I am getting to know this #MS #Monster all too well!  Oh, how much I have learned from you this last 3 years! Slow and steady wins the day! I know today I am sore, however, I will be even stronger tomorrow.

Monday, October 7, 2013

How low pressure can affects MS

Today maybe a trying day for me,  as it is for others. I tell myself; "I have been given this challenge to show others, how to live and grow, battling this monster, that so many don't understand." I believe having a positive mental attitude is an important key to live a positive fulfilling life no matter what your challenge is.

Today the weather lows are playing upon my head, with not only pressure but, the feeling a tingling sensation across the top of my brain, that seems to toggle off and on where-ever and whenever. 

Yes , it tingles while I get the feeling of my hair lifting as it moves around. Adding a swirling motion to my balance just makes it more entertaining for the moment and makes me thankful for my time I have being healthy and without this presence. 

However, when days like these arrive, like an unexpected unwanted guest, I try to live my life making things seem normal, as it once was.

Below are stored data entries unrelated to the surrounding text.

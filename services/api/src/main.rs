use floorplan_api::run;

#[tokio::main]
async fn main() {
    if let Err(err) = run().await {
        eprintln!("application error: {err}");
        std::process::exit(1);
    }
}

By pushing myself to complete the simplest things around the home and keeping a positive attitude, I believe is not just an example for my family as well as those others me, that there is always a good side to every experience.  I find and not only be challenging but the way I see it, I need to look at what I can do, not what I can't. I know it is just for a while and tomorrow will bring a new day with new beginnings.

I try to live my life making things seem normal, as it once was, by pushing myself to complete the simplest things around the home. I don't want pity or others to feel sorry,or bad for me because my family and I Live with me having MS I just want people aware that things don't aways seem as wonderful as the look and appear. I hope this blog will help others understand more about those living with Multiple  Sclerosis (MS).

I do believe that we attract, what we think.  So think positive and believe things will only get better.  Be thankful for what you have and can do today! I am thankful for all the good in my life!